Hoang Anh T.
Phan
a,
Yanan
Chang
a,
Samuel A.
Eaton
a and
E. James
Petersson
*ab
aDepartment of Chemistry, School of Arts and Sciences, University of Pennsylvania, 231 South 34th Street, Philadelphia, Pennsylvania 19104, USA. E-mail: ejpetersson@sas.upenn.edu
bDepartment of Biochemistry and Biophysics, Perelman School of Medicine, University of Pennsylvania, 421 Curie Boulevard, Philadelphia, PA 19104, USA
First published on 23rd October 2024
Dipeptidyl peptidase 4 (DPP-4) is a promising biomarker for cancer and metabolic diseases. We demonstrate the design of novel fluorescent DPP-4 probes based on the protease's native substrates using a thioamide as a quencher for measuring in vitro kinetics, inhibition with sitagliptin, and DPP-4 activity in saliva samples.
Among the natural substrates of DPP-4 are the peptides from the pituitary adenylate cyclase-activating polypeptide (PACAP)/glucagon family such as glucagon-like polypeptide 1 (GLP-1) and gastric inhibitory polypeptide (GIP), which are important in regulating glucose homeostasis.4,6 GLP-1 stimulates insulin release, but it can be rapidly cleaved by DPP-4 with a half-life of less than 2 minutes. There have been major advances in DPP-4-based therapeutics for treatment of diabetes, especially in creating stabilized GLP-1 analogs and DPP-4 inhibitors such as sitagliptin (Januvia).7–10 Beyond GLP-1, DPP-4 cleaves a diverse repertoire of bioactive peptides, such as vasoactive intestinal peptide (VIP), substance P, pancreatic polypeptide (PP), peptide YY (PYY), and neuropeptide Y (NPY). DPP-4 is expressed in different tissues as either an anchored transmembrane protease or a soluble circulating one, and its anomalous activity has also been linked to cancer (solid tumors), hematological malignancies, immune diseases, and infectious diseases.4,5 Studies have identified DPP-4 as a promising biomarker for early diagnosis and treatment of diseases such as lung diseases, diabetic kidney disease,11 rheumatoid arthritis,12 post-kidney transplant tubulitis,12 and liver disease.13 There is thus a need to develop probes to monitor DPP-4 activity real-time.

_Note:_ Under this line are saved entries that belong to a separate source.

//! The document gateway: connection lifecycle plus collection operations.

use crate::document::{
    parse_external_id, to_store_document, DocumentPage, ListedDocument, StoredDocument,
};
use crate::error::GatewayError;
use crate::store::{DocumentStore, StoreConnector};
use crossing_core::{DocumentPatch, Entity, ID_FIELD};
use serde::Serialize;
use serde_json::{Map, Value};
use std::collections::BTreeMap;
use std::sync::Arc;
use tokio::sync::RwLock;
use tracing::{debug, error, info, warn};

/// Observable connection state.
#[derive(Debug, Clone, Copy, PartialEq, Eq)]
pub enum ConnectionStatus {
    /// `connect()` has never succeeded or been attempted.
    Uninitialized,
    Connected,
    /// Disconnected explicitly, a connect attempt failed, or a probe failed.
    Disconnected,
}

enum ConnectionState {
    Uninitialized,
    Connected(Arc<dyn DocumentStore>),
    Disconnected,
}

/// Documents removed by a full reset, per collection.
#[derive(Debug, Clone, Default, PartialEq, Eq, Serialize)]
pub struct ResetSummary {
    pub deleted_counts: BTreeMap<String, u64>,
    pub total_deleted: u64,
}

/// Gateway over a document store, parameterized by collection name.
///
/// Constructed once per process and shared by reference (or `Arc`) between
/// request handlers. It holds no locks across store calls; concurrent
/// mutations of one document resolve at the store, last write wins.
pub struct DocumentGateway {
    connector: Box<dyn StoreConnector>,
    state: RwLock<ConnectionState>,
}

impl DocumentGateway {
    pub fn new(connector: impl StoreConnector + 'static) -> Self {
        Self {
            connector: Box::new(connector),
            state: RwLock::new(ConnectionState::Uninitialized),
        }
    }

    /// Establish the store connection and verify it with a probe.
    ///
    /// Failure is logged and leaves the gateway disconnected; it is never
    /// returned as an error. Returns whether the gateway is now connected.
    /// A connection held from an earlier `connect()` is closed and replaced.
    pub async fn connect(&self) -> bool {
        let target = self.connector.describe();
        let store = match self.connector.connect().await {
            Ok(store) => store,
            Err(e) => {
                error!("Failed to connect to {target}: {e:#}");
                self.replace_state(ConnectionState::Disconnected).await;
                return false;
            }
        };

        match store.ping().await {
            Ok(()) => {
                info!("Connected to {target}");
                self.replace_state(ConnectionState::Connected(store)).await;
                true
            }
            Err(e) => {
                error!("Failed to connect to {target}: {e:#}");
                self.replace_state(ConnectionState::Disconnected).await;
                false
            }
        }
    }

    /// Release the store connection.
    pub async fn disconnect(&self) {
        if self.replace_state(ConnectionState::Disconnected).await {
            info!("Disconnected from {}", self.connector.describe());
        }
    }

    /// Swap in `next` and close the store it displaces, unless `next` holds
    /// that same store. Returns whether a store was closed.
    async fn replace_state(&self, next: ConnectionState) -> bool {
        let displaced = {
            let mut state = self.state.write().await;
            let previous = std::mem::replace(&mut *state, next);
            let displaced = match (previous, &*state) {
                (ConnectionState::Connected(previous), ConnectionState::Connected(current))
                    if Arc::ptr_eq(&previous, current) =>
                {
                    None
                }
                (ConnectionState::Connected(previous), _) => Some(previous),
                _ => None,
            };
            displaced
        };

        match displaced {
            Some(store) => {
                store.close().await;
                true
            }
            None => false,
        }
    }

    pub async fn status(&self) -> ConnectionStatus {
        match &*self.state.read().await {
            ConnectionState::Uninitialized => ConnectionStatus::Uninitialized,
            ConnectionState::Connected(_) => ConnectionStatus::Connected,
            ConnectionState::Disconnected => ConnectionStatus::Disconnected,
        }
    }

    /// Probe the store. Never fails; a failed probe marks the gateway
    /// disconnected.
    pub async fn is_connected(&self) -> bool {
        self.live_store().await.is_ok()
    }

    /// The connected store, verified by a probe.
    async fn live_store(&self) -> Result<Arc<dyn DocumentStore>, GatewayError> {
        let store = match &*self.state.read().await {
            ConnectionState::Connected(store) => Arc::clone(store),
            _ => return Err(GatewayError::NotConnected),
        };

        match store.ping().await {
            Ok(()) => Ok(store),
            Err(e) => {
                error!("Connection check failed: {e:#}");
                let mut state = self.state.write().await;
                // Another caller may have reconnected meanwhile.
                if matches!(&*state, ConnectionState::Connected(current) if Arc::ptr_eq(current, &store))
                {
                    *state = ConnectionState::Disconnected;
                }
                Err(GatewayError::NotConnected)
            }
        }
    }

    /// Insert a document and return its external identifier.
    ///
    /// The store assigns the identifier; an `_id` field in `document` is ignored.
    pub async fn insert(
        &self,
        collection: &str,
        mut document: Map<String, Value>,
    ) -> Result<String, GatewayError> {
        let store = self.live_store().await?;
        document.remove(ID_FIELD);
        let encoded = to_store_document(&document)?;

        let id = store.insert(collection, encoded).await?.to_hex();
        debug!("Inserted document {id} into collection {collection}");
        Ok(id)
    }

    /// Insert a typed entity into its own collection.
    pub async fn insert_entity(&self, entity: &Entity) -> Result<String, GatewayError> {
        self.insert(entity.collection().as_str(), entity.to_fields())
            .await
    }

    pub async fn count_documents(&self, collection: &str) -> Result<u64, GatewayError> {
        let store = self.live_store().await?;
        Ok(store.count(collection).await?)
    }

    /// List documents newest-first, each annotated with a display label.
    ///
    /// A `limit` of zero yields an empty listing.
    pub async fn list_documents(
        &self,
        collection: &str,
        skip: u64,
        limit: u64,
    ) -> Result<Vec<ListedDocument>, GatewayError> {
        let store = self.live_store().await?;
        if limit == 0 {
            return Ok(Vec::new());
        }

        let documents = store.find_page(collection, skip, limit).await?;
        Ok(documents
            .into_iter()
            .map(|doc| ListedDocument::new(collection, StoredDocument::from_store(doc)))
            .collect())
    }

    /// One listing page together with the collection's total count.
    pub async fn list_page(
        &self,
        collection: &str,
        skip: u64,
        limit: u64,
    ) -> Result<DocumentPage, GatewayError> {
        let total_count = self.count_documents(collection).await?;
        let documents = self.list_documents(collection, skip, limit).await?;

        Ok(DocumentPage {
            collection: collection.to_string(),
            total_count,
            skip,
            limit,
            count: documents.len(),
            documents,
        })
    }

    /// Look up one document. A malformed identifier finds nothing.
    pub async fn get_document(
        &self,
        collection: &str,
        id: &str,
    ) -> Result<Option<StoredDocument>, GatewayError> {
        let store = self.live_store().await?;
        let oid = match parse_external_id(id) {
            Ok(oid) => oid,
            Err(e) => {
                error!("{e}");
                return Ok(None);
            }
        };

        Ok(store
            .find_one(collection, oid)
            .await?
            .map(StoredDocument::from_store))
    }

    /// Apply a partial update. Returns `false` when no document matched.
    ///
    /// The identifier field is stripped from the patch. A patch with nothing
    /// left to apply writes nothing and reports whether the document exists.
    pub async fn update_document(
        &self,
        collection: &str,
        id: &str,
        patch: DocumentPatch,
    ) -> Result<bool, GatewayError> {
        let store = self.live_store().await?;
        let oid = parse_logged(id)?;

        let fields = patch.into_update_fields();
        let matched = if fields.is_empty() {
            store.find_one(collection, oid).await?.is_some()
        } else {
            store
                .update_fields(collection, oid, to_store_document(&fields)?)
                .await?
        };

        if matched {
            info!("Updated document {id} in collection {collection}");
        } else {
            warn!("Document {id} not found in collection {collection}");
        }
        Ok(matched)
    }

    /// Delete one document. Returns `false` when no document matched.
    pub async fn delete_document(&self, collection: &str, id: &str) -> Result<bool, GatewayError> {
        let store = self.live_store().await?;
        let oid = parse_logged(id)?;

        let deleted = store.delete_one(collection, oid).await?;
        if deleted {
            info!("Deleted document {id} from collection {collection}");
        } else {
            warn!("Document {id} not found in collection {collection}");
        }
        Ok(deleted)
    }

    /// Delete every document in a collection.
    pub async fn delete_all_documents(&self, collection: &str) -> Result<u64, GatewayError> {
        let store = self.live_store().await?;
        let deleted = store.delete_all(collection).await?;
        info!("Deleted {deleted} documents from collection {collection}");
        Ok(deleted)
    }

    /// Empty each of the given collections.
    pub async fn reset<S: AsRef<str>>(
        &self,
        collections: &[S],
    ) -> Result<ResetSummary, GatewayError> {
        let mut summary = ResetSummary::default();
        for collection in collections {
            let collection = collection.as_ref();
            let deleted = self.delete_all_documents(collection).await?;
            summary.deleted_counts.insert(collection.to_string(), deleted);
            summary.total_deleted += deleted;
        }

        info!(
            "Reset {} collections: deleted {} documents",
            summary.deleted_counts.len(),
            summary.total_deleted
        );
        Ok(summary)
    }
}

fn parse_logged(id: &str) -> Result<bson::oid::ObjectId, GatewayError> {
    parse_external_id(id).inspect_err(|e| error!("{e}"))
}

Common chromogenic substrates for DPP-4 include GP-βNA,3 Ala-Pro-7-amino-4-trifluoromethyl-coumarin (AP-AFC), and Gly-Pro-7-amido-4-methylcoumarin (GP-AMC). Many DPP-4 probes utilize a pro-fluorophore Förster resonance energy transfer (FRET), photoinduced electron transfer (PeT), or intramolecular charge transfer (ICT) approach where the fluorophore is quenched when conjugated to a short recognition dipeptide (e.g., Gly-Pro; Ala-Pro), and can return to its highly emissive state upon cleavage by the protease.14–17 These strategies can perturb and compromise the recognition sequences, thereby preventing accurate reporting of proteolysis. For instance, in ICT-based probes GP-βNA, AP-AFC, and GP-AMC, the chromophore is attached directly to the cleavage site so no information can be gained on the C terminal side (called the prime side) of the cleavage site. Even the N-terminal (non-prime) side information can be compromised. A study showed that P1 substitution in the P2–P1-AMC probes did not reflect mutation effects observed in the full-length peptide substrates of DPP-4.18 Additionally, an approach utilizing FRET pairs, that require labeling on either side of the scissile bond, is not compatible with monitoring aminopeptidases or carboxypeptidases where recognition of the amino acid at the substrate terminus is essential.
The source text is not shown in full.